5. Impact on Small Businesses or Other Small Entities

The information being requested from voluntary reporters on Form FDA 3500 or Form FDA 3500B or required of mandatory reporters on Form FDA 3500A has been held to the absolute minimum required for the intended use of the data. The data collected in each form is essentially the content requested in 1993 when the two forms were created. This data has been modified or supplemented only based on requirements secondary to new federal law and the final published rules and regulations that were implemented to carry out those mandates.

FDA believes that its duty requires the equal application of the regulations to all enterprises. While FDA does not believe it can apply different standards with respect to statutory requirements, the Agency does provide special help to small businesses (e.g. through the CDER Small Business and Industry Assistance program http://www.fda.gov/Drugs/DevelopmentApprovalProcess/SmallBusinessAssistance/)

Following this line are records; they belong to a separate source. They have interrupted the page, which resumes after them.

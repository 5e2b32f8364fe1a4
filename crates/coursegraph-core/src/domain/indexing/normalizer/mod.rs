//! Content normalizer
//!
//! Source adapters turn raw course materials into uniform [`Chunk`]s. This
//! is the only layer that knows anything about file formats; everything
//! downstream sees chunk text, ids and hashes.

mod assignment;
mod code;
mod discussion;
mod notes;
mod paper;
mod slides;
mod transcript;

pub use assignment::AssignmentAdapter;
pub use code::CodeAdapter;
pub use discussion::{DiscussionAdapter, PostKind};
pub use notes::NotesAdapter;
pub use paper::PaperAdapter;
pub use slides::SlidesAdapter;
pub use transcript::TranscriptAdapter;

use serde::{Deserialize, Serialize};
use std::collections::HashMap;
use std::path::{Path, PathBuf};
use tracing::{debug, warn};

use crate::error::{Error, Result};

use super::chunk::Chunk;

/// Kind of course material, selected from file metadata
#[derive(Debug, Clone, Copy, PartialEq, Eq, Hash, PartialOrd, Ord, Serialize, Deserialize)]
#[serde(rename_all = "snake_case")]
pub enum SourceKind {
    Slides,
    Paper,
    Transcript,
    Code,
    Discussion,
    Assignment,
    Notes,
}

impl SourceKind {
    pub fn as_str(&self) -> &'static str {
        match self {
            Self::Slides => "slides",
            Self::Paper => "paper",
            Self::Transcript => "transcript",
            Self::Code => "code",
            Self::Discussion => "discussion",
            Self::Assignment => "assignment",
            Self::Notes => "notes",
        }
    }

    /// Infer the kind from a file extension; `None` for unsupported files
    pub fn from_path(path: &Path) -> Option<Self> {
        let ext = path.extension()?.to_str()?.to_ascii_lowercase();
        match ext.as_str() {
            "slides" | "deck" => Some(Self::Slides),
            "paper" | "tex" => Some(Self::Paper),
            "txt" | "srt" | "vtt" | "transcript" => Some(Self::Transcript),
            "json" => Some(Self::Discussion),
            "assignment" | "hw" => Some(Self::Assignment),
            "md" | "markdown" | "notes" => Some(Self::Notes),
            "rs" | "py" | "go" | "java" | "c" | "h" | "cc" | "cpp" | "hpp" | "js" | "ts" => {
                Some(Self::Code)
            }
            _ => None,
        }
    }
}

impl std::fmt::Display for SourceKind {
    fn fmt(&self, f: &mut std::fmt::Formatter<'_>) -> std::fmt::Result {
        f.write_str(self.as_str())
    }
}

/// One raw source, before normalization
#[derive(Debug, Clone, PartialEq, Eq, Serialize, Deserialize)]
pub struct SourceDocument {
    /// Stable identifier, the path relative to the corpus root
    pub source_id: String,
    /// File name, used by adapters that care about the language
    pub name: String,
    pub kind: SourceKind,
    pub content: String,
}

impl SourceDocument {
    pub fn new(source_id: impl Into<String>, kind: SourceKind, content: impl Into<String>) -> Self {
        let source_id = source_id.into();
        let name = source_id
            .rsplit('/')
            .next()
            .unwrap_or(source_id.as_str())
            .to_string();
        Self {
            source_id,
            name,
            kind,
            content: content.into(),
        }
    }

    /// Lowercased file extension of `name`, empty when there is none
    pub fn extension(&self) -> String {
        Path::new(&self.name)
            .extension()
            .and_then(|e| e.to_str())
            .map(|e| e.to_ascii_lowercase())
            .unwrap_or_default()
    }
}

/// Capability implemented once per source kind
pub trait SourceAdapter: Send + Sync {
    fn kind(&self) -> SourceKind;

    /// Split one document into chunks, in reading order
    fn normalize(&self, doc: &SourceDocument) -> Result<Vec<Chunk>>;
}

/// Dispatches documents to the adapter registered for their kind
pub struct AdapterRegistry {
    adapters: HashMap<SourceKind, Box<dyn SourceAdapter>>,
}

impl AdapterRegistry {
    pub fn empty() -> Self {
        Self {
            adapters: HashMap::new(),
        }
    }

    /// Registry with every built-in adapter; papers are packed to
    /// `chunk_size` tokens with `overlap` tokens carried between chunks
    pub fn with_chunking(chunk_size: usize, overlap: usize) -> Self {
        let mut registry = Self::empty();
        registry.register(Box::new(SlidesAdapter));
        registry.register(Box::new(PaperAdapter::new(chunk_size, overlap)));
        registry.register(Box::new(TranscriptAdapter::default()));
        registry.register(Box::new(CodeAdapter::default()));
        registry.register(Box::new(DiscussionAdapter::default()));
        registry.register(Box::new(AssignmentAdapter));
        registry.register(Box::new(NotesAdapter));
        registry
    }

    /// Replace the adapter for its kind
    pub fn register(&mut self, adapter: Box<dyn SourceAdapter>) {
        self.adapters.insert(adapter.kind(), adapter);
    }

    pub fn normalize(&self, doc: &SourceDocument) -> Result<Vec<Chunk>> {
        let adapter = self.adapters.get(&doc.kind).ok_or_else(|| {
            Error::InvalidInput(format!("No adapter registered for {} sources", doc.kind))
        })?;
        let chunks = adapter.normalize(doc)?;
        debug!(
            source_id = %doc.source_id,
            kind = %doc.kind,
            chunks = chunks.len(),
            "Normalized source"
        );
        Ok(chunks)
    }
}

impl Default for AdapterRegistry {
    fn default() -> Self {
        Self::with_chunking(512, 102)
    }
}

/// An ordered set of sources to index
#[derive(Debug, Clone, Default, PartialEq, Eq)]
pub struct Corpus {
    pub sources: Vec<SourceDocument>,
}

impl Corpus {
    /// Sources are sorted by id so every run sees the same order
    pub fn from_documents(mut sources: Vec<SourceDocument>) -> Self {
        sources.sort_by(|a, b| a.source_id.cmp(&b.source_id));
        Self { sources }
    }

    /// Walk `root` recursively, keeping files with a known [`SourceKind`]
    ///
    /// Hidden entries are skipped; files that are not valid UTF-8 are
    /// skipped with a warning.
    pub fn from_dir(root: impl AsRef<Path>) -> Result<Self> {
        let root = root.as_ref();
        let mut files = Vec::new();
        collect_files(root, &mut files)?;

        let mut sources = Vec::new();
        for path in files {
            let Some(kind) = SourceKind::from_path(&path) else {
                debug!(path = %path.display(), "Skipping unsupported file");
                continue;
            };
            let source_id = relative_id(root, &path)?;
            let bytes = std::fs::read(&path)?;
            match String::from_utf8(bytes) {
                Ok(content) => sources.push(SourceDocument::new(source_id, kind, content)),
                Err(_) => warn!(source_id = %source_id, "Skipping source that is not UTF-8"),
            }
        }

        Ok(Self::from_documents(sources))
    }

    pub fn len(&self) -> usize {
        self.sources.len()
    }

    pub fn is_empty(&self) -> bool {
        self.sources.is_empty()
    }
}

fn collect_files(dir: &Path, out: &mut Vec<PathBuf>) -> Result<()> {
    let mut entries = std::fs::read_dir(dir)?
        .collect::<std::io::Result<Vec<_>>>()?;
    entries.sort_by_key(|e| e.file_name());

    for entry in entries {
        if entry.file_name().to_string_lossy().starts_with('.') {
            continue;
        }
        let path = entry.path();
        let file_type = entry.file_type()?;
        if file_type.is_dir() {
            collect_files(&path, out)?;
        } else if file_type.is_file() {
            out.push(path);
        }
    }
    Ok(())
}

fn relative_id(root: &Path, path: &Path) -> Result<String> {
    let relative = path.strip_prefix(root).map_err(|_| {
        Error::InvalidInput(format!("{} is outside the corpus root", path.display()))
    })?;
    Ok(relative
        .components()
        .map(|c| c.as_os_str().to_string_lossy())
        .collect::<Vec<_>>()
        .join("/"))
}
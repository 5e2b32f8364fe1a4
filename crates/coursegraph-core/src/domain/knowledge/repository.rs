//! Graph store trait
//!
//! The single sink shared by batch indexing and fact-log sync. Every write
//! is an upsert keyed by a canonical or deterministic id, so replays and
//! interleavings across writers converge to the same state.

use async_trait::async_trait;
use serde::{Deserialize, Serialize};
use std::collections::HashSet;

use crate::domain::memory::LearningEvent;
use crate::error::Result;

use super::community::Community;
use super::entity::{CanonicalEntity, EntityType};
use super::relationship::Relationship;

/// A resolution decision left for a human
#[derive(Debug, Clone, PartialEq, Eq, Serialize, Deserialize)]
pub struct ReviewFlag {
    /// Lexically smaller subject of the pair
    pub subject_a: String,
    pub subject_b: String,
    pub reason: String,
}

impl ReviewFlag {
    /// Create a flag, ordering the pair so (a, b) and (b, a) collapse
    pub fn new(a: impl Into<String>, b: impl Into<String>, reason: impl Into<String>) -> Self {
        let (a, b) = (a.into(), b.into());
        let (subject_a, subject_b) = if a <= b { (a, b) } else { (b, a) };
        Self {
            subject_a,
            subject_b,
            reason: reason.into(),
        }
    }
}

/// Row counts across the graph
#[derive(Debug, Clone, Default, PartialEq, Eq, Serialize, Deserialize)]
pub struct GraphStats {
    pub entities: u64,
    pub relationships: u64,
    pub communities: u64,
    pub learning_events: u64,
    pub review_flags: u64,
}

#[async_trait]
pub trait GraphStore: Send + Sync {
    /// Fail with a store error if the backend is unreachable
    async fn health_check(&self) -> Result<()>;

    // ========== Entities ==========

    /// Insert or update an entity; aliases and evidence are unioned
    async fn upsert_entity(&self, entity: &CanonicalEntity) -> Result<()>;

    async fn get_entity(&self, id: &str) -> Result<Option<CanonicalEntity>>;

    /// Find an entity with a matching normalized alias, optionally by type
    async fn find_entity_by_alias(
        &self,
        entity_type: Option<EntityType>,
        name: &str,
    ) -> Result<Option<CanonicalEntity>>;

    /// All entities, ordered by id
    async fn list_entities(&self) -> Result<Vec<CanonicalEntity>>;

    // ========== Relationships ==========

    /// Insert or update an edge; evidence chunk ids are unioned
    async fn upsert_relationship(&self, relationship: &Relationship) -> Result<()>;

    async fn get_relationship(&self, id: &str) -> Result<Option<Relationship>>;

    /// All relationships, ordered by id
    async fn list_relationships(&self) -> Result<Vec<Relationship>>;

    // ========== Change detection ==========

    /// Content hashes last persisted for a source
    async fn chunk_hashes_for_source(&self, source_id: &str) -> Result<HashSet<String>>;

    async fn record_chunk_hash(&self, source_id: &str, chunk_id: &str, content_hash: &str) -> Result<()>;

    /// Drop persisted hashes for a source that are not in `keep`
    ///
    /// Returns how many were dropped.
    async fn supersede_chunk_hashes(&self, source_id: &str, keep: &HashSet<String>) -> Result<u64>;

    // ========== Communities ==========

    /// Atomically replace the whole community hierarchy
    async fn replace_communities(&self, communities: &[Community]) -> Result<()>;

    /// All communities, ordered by level then id
    async fn list_communities(&self) -> Result<Vec<Community>>;

    // ========== Learning events ==========

    /// Apply a learning event keyed by its idempotency key
    ///
    /// Returns `true` only the first time a key is applied.
    async fn apply_learning_event(&self, event: &LearningEvent, idempotency_key: &str) -> Result<bool>;

    async fn count_learning_events(&self) -> Result<u64>;

    // ========== Review ==========

    async fn flag_for_review(&self, flag: &ReviewFlag) -> Result<()>;

    async fn list_review_flags(&self) -> Result<Vec<ReviewFlag>>;

    async fn stats(&self) -> Result<GraphStats>;
}
//! Coursegraph Core Library
//!
//! This crate builds and maintains a typed knowledge graph of course
//! material:
//! - Normalization of slides, papers, transcripts, code, forum posts and notes
//! - Schema-constrained extraction with gleaning passes
//! - Three-tier entity resolution (exact, embedding, adjudicated)
//! - Full, incremental and staging indexing runs
//! - Hierarchical community detection with summaries
//! - Durable fact log of learning events, synced to the graph behind a
//!   circuit breaker
//! - Storage (SQLite) and LLM integration (OpenAI-compatible API)

pub mod config;
pub mod domain;
pub mod error;
pub mod infrastructure;
pub mod llm;
pub mod logging;
pub mod storage;

pub use error::{Error, Result};

/// Re-export commonly used types
pub mod prelude {
    pub use crate::config::Config;
    pub use crate::domain::indexing::{
        CommunityDetector, Corpus, EntityResolver, Extractor, IndexMode, IndexingReport,
        Orchestrator, SourceDocument, SourceKind,
    };
    pub use crate::domain::knowledge::{
        CanonicalEntity, Community, EntityType, GraphStore, Relationship, RelationshipType,
    };
    pub use crate::domain::memory::{
        ConversationFlush, ConversationMessage, FactLog, LearningEvent, LearningEventType,
        SyncWorker, WalState,
    };
    pub use crate::error::{Error, Result};
    pub use crate::infrastructure::graph::SqliteGraphStore;
}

6. Consequences of Collecting the Information Less Frequently

Voluntary reporting is done by consumers/patients and their healthcare professionals on an ad hoc basis and not at any suggested or required frequency. FDA encourages voluntary reporters to identify and report suspected serious adverse events in a timely fashion after experiencing or observing the event. Less frequent data collection would delay identification of products responsible for adverse reactions, including fatalities and permanent injuries. Appropriate FDA action, such as changes in labeling, implementation of a Risk Evaluation and Mitigation Strategy (REMS) or product corrections and withdrawal from the market, would be delayed by less frequent reporting.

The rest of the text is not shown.